The rage was directed at the Prawer Plan, a proposed Israeli law that would lead to the displacement of up to 70,000 Bedouin living in the Naqab, which is in southern Israel. Many of the Bedouin reside in villages the Israeli government refuses to recognize, and the Prawer Plan aims to destroy their homes and forcibly relocate them to government-planned townships.
According to the government, the Prawer Plan "constitutes a major step forward towards integrating the Bedouin more fully into Israel's multicultural society, while still preserving their unique culture and heritage." Anti-Prawer activists, like Khalil Alamour of the unrecognized Bedouin village of Assiri, have a different view of the situation.
"They [the Israeli government] have many excuses and claims and very, very beautiful excuses to cover their real reasons, which is to concentrate the Bedouin and relocate them in a very minimum space and take all their ancestral lands," Khalil told me.
By the end of the day, there were at least 28 arrests and 15 Israeli police officers were injured, including one who'd been stabbed in the leg. In the largest of the demonstrations, in the Bedouin township of Hura, a 14-year-old Bedouin child was dragged off by police at gunpoint.
Dr. Thabet Abu Rass, the director of the Naqab office of the Adalah Legal Center for Arab Minority Rights in Israel, said the Prawer Plan prescribes different criteria for construction in Bedouin and Jewish towns in the Naqab.
"We are discriminated against by the state of Israel as Arabs," he said. "This law is going to hit one portion, one segment of the Arab minority severely, which is the Bedouin of the Naqab... the state of Israel is moving to put [in place] new criteria for a specific group of people, the Bedouin, which will prevent the recognition of the Bedouin villages."
The Bedouin have inhabited the Naqab desert for hundreds of years, since long before the state of Israel existed, and have traditionally subsisted on agriculture.

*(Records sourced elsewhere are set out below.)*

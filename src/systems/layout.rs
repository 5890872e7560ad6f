//! Pin rack layout.

use bevy::prelude::*;

use crate::resources::BowlingConfig;

/// Generate the triangular rack, head pin first.
///
/// Row `r` holds `r + 1` slots centred on `x = 0`, `spacing` apart, and sits
/// `r * spacing` further away (more negative Z) than the head pin.
///
/// # Arguments
/// * `rows` - Number of rows in the rack
/// * `spacing` - Distance between neighbouring slots and between rows
/// * `front_z` - Z of the head pin
///
/// # Returns
/// Slot positions on the ground plane, `x` in `.x` and `z` in `.y`
///
/// # Example
/// ```
/// use bevy_bowling::systems::layout::rack_layout;
///
/// let slots = rack_layout(4, 0.5, -5.0);
/// assert_eq!(slots.len(), 10);
/// assert_eq!(slots[0].x, 0.0);
/// assert_eq!(slots[0].y, -5.0);
/// ```
pub fn rack_layout(rows: usize, spacing: f32, front_z: f32) -> Vec<Vec2> {
    let mut slots = Vec::with_capacity(rows * (rows + 1) / 2);
    for row in 0..rows {
        let count = row + 1;
        let offset_x = -((count - 1) as f32) * spacing / 2.0;
        let z = front_z - row as f32 * spacing;
        for i in 0..count {
            slots.push(Vec2::new(offset_x + i as f32 * spacing, z));
        }
    }
    slots
}

/// Rack for the configured input scheme.
pub fn configured_rack(config: &BowlingConfig) -> Vec<Vec2> {
    rack_layout(config.rack_rows, config.rack_spacing, config.rack_front())
}

/// Upright pose of a pin standing on `slot`.
pub fn pin_home(config: &BowlingConfig, slot: Vec2) -> Transform {
    Transform::from_xyz(slot.x, config.pin_height / 2.0, slot.y)
}

#[cfg(test)]
mod tests {
    use super::*;

    const EPS: f32 = 1e-6;

    fn rows_of(slots: &[Vec2], rows: usize) -> Vec<&[Vec2]> {
        let mut out = Vec::new();
        let mut start = 0;
        for row in 0..rows {
            out.push(&slots[start..start + row + 1]);
            start += row + 1;
        }
        out
    }

    #[test]
    fn test_rack_has_triangular_rows() {
        let slots = rack_layout(4, 0.5, -5.0);
        assert_eq!(slots.len(), 10);

        for (r, row) in rows_of(&slots, 4).into_iter().enumerate() {
            assert_eq!(row.len(), r + 1);
            // Same depth within a row
            assert!(row.iter().all(|s| (s.y - row[0].y).abs() < EPS));
        }
    }

    #[test]
    fn test_rows_are_symmetric_about_centre() {
        let slots = rack_layout(4, 0.5, -5.0);
        for row in rows_of(&slots, 4) {
            let sum: f32 = row.iter().map(|s| s.x).sum();
            assert!(sum.abs() < EPS);
            for (a, b) in row.iter().zip(row.iter().rev()) {
                assert!((a.x + b.x).abs() < EPS);
            }
        }
    }

    #[test]
    fn test_spacing_between_pins_and_rows() {
        let slots = rack_layout(4, 0.5, -5.0);
        let rows = rows_of(&slots, 4);

        for pair in rows.windows(2) {
            assert!((pair[0][0].y - pair[1][0].y - 0.5).abs() < EPS);
        }
        for row in &rows {
            for pair in row.windows(2) {
                assert!((pair[1].x - pair[0].x - 0.5).abs() < EPS);
            }
        }
    }

    #[test]
    fn test_layout_is_deterministic() {
        assert_eq!(rack_layout(4, 0.5, -5.0), rack_layout(4, 0.5, -5.0));
    }

    #[test]
    fn test_vr_rack_is_closer() {
        let desktop = configured_rack(&BowlingConfig::default());
        let vr = configured_rack(&BowlingConfig::vr());
        assert_eq!(desktop.len(), vr.len());
        assert!(vr[0].y > desktop[0].y);
    }

    #[test]
    fn test_pin_home_stands_on_ground() {
        let config = BowlingConfig::default();
        let home = pin_home(&config, Vec2::new(0.25, -5.5));
        assert_eq!(home.translation, Vec3::new(0.25, 0.2, -5.5));
        assert_eq!(home.rotation, Quat::IDENTITY);
    }
}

After the establishment of Israel, Bedouin in the Naqab have faced a long history of home demolitions and forced relocation. "Displacement is the basic historical experience of the Bedouin of the Naqab," said Gadi Algazi, an associate professor in the history department of Tel Aviv University.
"What is happening now is that the Israeli authorities decided to solve the issue of land ownership and the so-called 'Bedouin question' once and for all. And they are doing it in a style that is actually well known. This is the shock doctrine," Gadi said. "It means, as they imagine it, that within three years all open issues of land ownership are going to be solved. And they are going to be solved in a manner that would leave the Bedouin with next to nothing."

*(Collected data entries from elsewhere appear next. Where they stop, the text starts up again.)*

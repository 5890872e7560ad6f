//! Desktop input adapter - pointer drag to aim, release to throw.

use avian3d::prelude::*;
use bevy::ecs::message::{MessageReader, MessageWriter};
use bevy::prelude::*;
use bevy::window::PrimaryWindow;

use crate::components::Ball;
use crate::events::{PointerInput, PointerPhase, ThrowLaunched};
use crate::resources::{BowlingConfig, BowlingGame, PointerDrag};
use crate::types::ThrowPhase;

/// Translate mouse and primary-touch input into [`PointerInput`] messages.
///
/// The last known pointer position is kept so a release outside the
/// window still ends the drag.
pub fn emit_pointer_input(
    mouse: Res<ButtonInput<MouseButton>>,
    touches: Res<Touches>,
    windows: Query<&Window, With<PrimaryWindow>>,
    mut last_position: Local<Option<Vec2>>,
    mut pointer: MessageWriter<PointerInput>,
) {
    if let Some(cursor) = windows.single().ok().and_then(Window::cursor_position) {
        *last_position = Some(cursor);
    }

    if let Some(position) = *last_position {
        if mouse.just_pressed(MouseButton::Left) {
            pointer.write(PointerInput::new(PointerPhase::Pressed, position));
        } else if mouse.pressed(MouseButton::Left) {
            pointer.write(PointerInput::new(PointerPhase::Moved, position));
        }
        if mouse.just_released(MouseButton::Left) {
            pointer.write(PointerInput::new(PointerPhase::Released, position));
        }
    }

    for touch in touches.iter_just_pressed() {
        pointer.write(PointerInput::new(PointerPhase::Pressed, touch.position()));
    }
    for touch in touches.iter() {
        if !touches.just_pressed(touch.id()) {
            pointer.write(PointerInput::new(PointerPhase::Moved, touch.position()));
        }
    }
    for touch in touches.iter_just_released() {
        pointer.write(PointerInput::new(PointerPhase::Released, touch.position()));
    }
}

/// Apply pointer messages to the ball through the [`PointerDrag`] state machine.
///
/// - Press: capture pointer and ball and stop the ball; pressing on a
///   rolling ball only stops it, and that throw is scored as it lies
/// - Move: slide the ball on the X/Z plane (aiming, not a physical drag)
/// - Release: launch with the scaled pointer displacement, Y velocity zero
///
/// Presses are ignored while a settle evaluation is pending; a release
/// without a matching press does nothing.
pub fn drive_pointer_drag(
    config: Res<BowlingConfig>,
    mut game: ResMut<BowlingGame>,
    mut drag: ResMut<PointerDrag>,
    mut pointer: MessageReader<PointerInput>,
    mut launched: MessageWriter<ThrowLaunched>,
    mut ball: Query<(&mut Transform, &mut LinearVelocity, &mut AngularVelocity), With<Ball>>,
) {
    let Ok((mut transform, mut linear, mut angular)) = ball.single_mut() else {
        return;
    };

    for input in pointer.read() {
        match input.phase {
            PointerPhase::Pressed => {
                if game.phase.is_settling() {
                    continue;
                }
                if matches!(game.phase, ThrowPhase::Rolling) {
                    // Stopping the ball ends the throw; it settles on the next tick.
                    linear.0 = Vec3::ZERO;
                    angular.0 = Vec3::ZERO;
                    debug!("Rolling ball stopped at {:?}", transform.translation);
                    continue;
                }
                drag.press(input.position, transform.translation);
                linear.0 = Vec3::ZERO;
                angular.0 = Vec3::ZERO;
                game.phase = ThrowPhase::Idle;
                debug!("Ball grabbed at {:?}", transform.translation);
            }
            PointerPhase::Moved => {
                if let Some(target) = drag.aim(input.position, config.aim_scale) {
                    transform.translation = target;
                }
            }
            PointerPhase::Released => {
                let Some(velocity) = drag.release(input.position, config.throw_scale) else {
                    continue;
                };
                linear.0 = velocity;
                game.phase = ThrowPhase::Rolling;
                info!("Ball thrown with velocity {:?}", velocity);
                launched.write(ThrowLaunched {
                    velocity,
                    scored: true,
                });
            }
        }
    }
}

Aziz Alturi comes from al-Araqib, an unrecognized village that has been destroyed and rebuilt more than 50 times in the last few years. Aziz said that by destroying the villages and preventing the Bedouin from practicing their traditional agricultural lifestyle, the Israeli government hopes to force them to take low-wage, unskilled jobs more connected to the Israeli economy.

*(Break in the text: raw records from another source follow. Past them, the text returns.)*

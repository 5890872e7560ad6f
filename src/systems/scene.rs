//! Scene setup - lane, lights, camera, ball and pins with their rigid bodies.

use avian3d::prelude::*;
use bevy::prelude::*;

use crate::components::{Ball, LaneCamera, Pin, XrController};
use crate::resources::{BowlingConfig, LaneTextures};
use crate::systems::layout::{configured_rack, pin_home};
use crate::types::{Hand, InputScheme};

/// Spawn the static scenery: lights, floor, lane and backdrop.
pub fn setup_lane(
    mut commands: Commands,
    textures: Res<LaneTextures>,
    asset_server: Res<AssetServer>,
    mut meshes: ResMut<Assets<Mesh>>,
    mut materials: ResMut<Assets<StandardMaterial>>,
) {
    // Key light above the pins
    commands.spawn((
        DirectionalLight {
            illuminance: 6000.0,
            shadows_enabled: true,
            ..default()
        },
        Transform::from_xyz(0.0, 10.0, 5.0).looking_at(Vec3::ZERO, Vec3::Y),
    ));
    // Soft fill from behind the player
    commands.spawn((
        DirectionalLight {
            illuminance: 4000.0,
            shadows_enabled: false,
            ..default()
        },
        Transform::from_xyz(0.0, 4.0, 10.0).looking_at(Vec3::new(0.0, 0.0, -5.0), Vec3::Y),
    ));

    commands.spawn((
        Mesh3d(meshes.add(Plane3d::default().mesh().size(10.0, 20.0))),
        MeshMaterial3d(materials.add(StandardMaterial {
            base_color_texture: Some(asset_server.load(textures.floor.clone())),
            perceptual_roughness: 0.9,
            ..default()
        })),
        Transform::IDENTITY,
        Name::new("Floor"),
    ));

    commands.spawn((
        Mesh3d(meshes.add(Plane3d::default().mesh().size(1.5, 8.0))),
        MeshMaterial3d(materials.add(StandardMaterial {
            base_color_texture: Some(asset_server.load(textures.lane.clone())),
            perceptual_roughness: 0.4,
            ..default()
        })),
        Transform::from_xyz(0.0, 0.01, -1.5),
        Name::new("Lane"),
    ));

    // Backdrop standing in for a textured sky
    commands.spawn((
        Mesh3d(meshes.add(Rectangle::new(60.0, 30.0))),
        MeshMaterial3d(materials.add(StandardMaterial {
            base_color_texture: Some(asset_server.load(textures.background.clone())),
            unlit: true,
            ..default()
        })),
        Transform::from_xyz(0.0, 10.0, -20.0),
        Name::new("Backdrop"),
    ));

    // Ground collider, larger than the visible floor so balls leaving the
    // lane keep rolling towards the far boundary.
    commands.spawn((
        RigidBody::Static,
        Collider::cuboid(40.0, 0.2, 60.0),
        Transform::from_xyz(0.0, -0.1, 0.0),
        Name::new("Ground"),
    ));
}

/// Spawn the camera (and, in VR, the two tracked controllers).
///
/// Either camera starts at the opening mark; the level offset only moves the
/// flat-screen camera from the first reset on.
pub fn setup_camera(mut commands: Commands, config: Res<BowlingConfig>) {
    // Uniform white fill under the directional lights
    let ambient = AmbientLight {
        color: Color::WHITE,
        brightness: 400.0,
        ..default()
    };

    match config.input_scheme {
        InputScheme::Desktop => {
            commands.spawn((
                Camera3d::default(),
                Transform::from_translation(config.opening_camera_position()),
                ambient,
                LaneCamera,
            ));
        }
        InputScheme::Vr => {
            // The headset drives the view; this is only the initial pose.
            commands.spawn((
                Camera3d::default(),
                Transform::from_translation(config.opening_camera_position()),
                ambient,
            ));
            for (hand, x) in [(Hand::Left, -0.25), (Hand::Right, 0.25)] {
                commands.spawn((
                    XrController { hand },
                    Transform::from_xyz(x, 1.1, config.camera_base_z - 0.4),
                    Name::new(format!("{hand:?} controller")),
                ));
            }
        }
    }
}

/// Spawn the ball and a full rack of pins.
pub fn setup_bodies(
    mut commands: Commands,
    config: Res<BowlingConfig>,
    textures: Res<LaneTextures>,
    asset_server: Res<AssetServer>,
    mut meshes: ResMut<Assets<Mesh>>,
    mut materials: ResMut<Assets<StandardMaterial>>,
) {
    commands.spawn((
        Mesh3d(meshes.add(Sphere::new(config.ball_radius))),
        MeshMaterial3d(materials.add(StandardMaterial {
            base_color_texture: Some(asset_server.load(textures.ball.clone())),
            metallic: 0.6,
            perceptual_roughness: 0.3,
            ..default()
        })),
        Transform::from_translation(config.opening_ball_spawn()),
        RigidBody::Dynamic,
        Collider::sphere(config.ball_radius),
        Mass(config.ball_mass),
        LinearDamping(config.ball_linear_damping),
        LinearVelocity::default(),
        AngularVelocity::default(),
        Ball,
        Name::new("Ball"),
    ));

    let pin_mesh = meshes.add(ConicalFrustum {
        radius_top: config.pin_top_radius,
        radius_bottom: config.pin_bottom_radius,
        height: config.pin_height,
    });
    let pin_material = materials.add(StandardMaterial {
        base_color_texture: Some(asset_server.load(textures.pin.clone())),
        ..default()
    });
    let pin_radius = (config.pin_top_radius + config.pin_bottom_radius) / 2.0;

    for (slot, position) in configured_rack(&config).into_iter().enumerate() {
        commands.spawn((
            Mesh3d(pin_mesh.clone()),
            MeshMaterial3d(pin_material.clone()),
            pin_home(&config, position),
            RigidBody::Dynamic,
            Collider::cylinder(pin_radius, config.pin_height),
            Mass(config.pin_mass),
            Friction::new(config.pin_friction),
            Restitution::new(config.pin_restitution),
            LinearVelocity::default(),
            AngularVelocity::default(),
            Pin { slot },
            Name::new(format!("Pin {slot}")),
        ));
    }

    info!(
        "Lane ready: {} pins, ball at {:?}",
        config.pin_count(),
        config.opening_ball_spawn()
    );
}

"The government is looking for a way to change our culture, to change us, to confiscate our land," he said. "When someone has land, he feels like a businessman or a normal person. He doesn't feel like a worker or a slave or something because he cultivates the land and he makes his job in the land and he continues his life... Now when I look around at what is happening with the demolitions, I'm sure the government have the idea to change us to be only slaves."